### ABOUT THIS EXERCISE
Hand back each record exactly as you find it.
####
//! Real-time rooms.
//!
//! - [`room`]: room identity (canonical filters, SHA-256 room id) and per-room state
//! - [`registry`]: the room table and its subscribe/unsubscribe/replay rules
//! - [`router`]: delivery of inbound notifications to room handlers
//! - [`handle`]: [`RoomHandle`] and [`RoomSubscription`] returned to callers

pub mod handle;
pub(crate) mod registry;
pub(crate) mod room;
pub(crate) mod router;

pub use handle::{RoomHandle, RoomSubscription};
pub use room::NotificationHandler;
####
### ANSWER SECTION
//! Real-time rooms.
//!
//! - [`room`]: room identity (canonical filters, SHA-256 room id) and per-room state
//! - [`registry`]: the room table and its subscribe/unsubscribe/replay rules
//! - [`router`]: delivery of inbound notifications to room handlers
//! - [`handle`]: [`RoomHandle`] and [`RoomSubscription`] returned to callers

pub mod handle;
pub(crate) mod registry;
pub(crate) mod room;
pub(crate) mod router;

pub use handle::{RoomHandle, RoomSubscription};
pub use room::NotificationHandler;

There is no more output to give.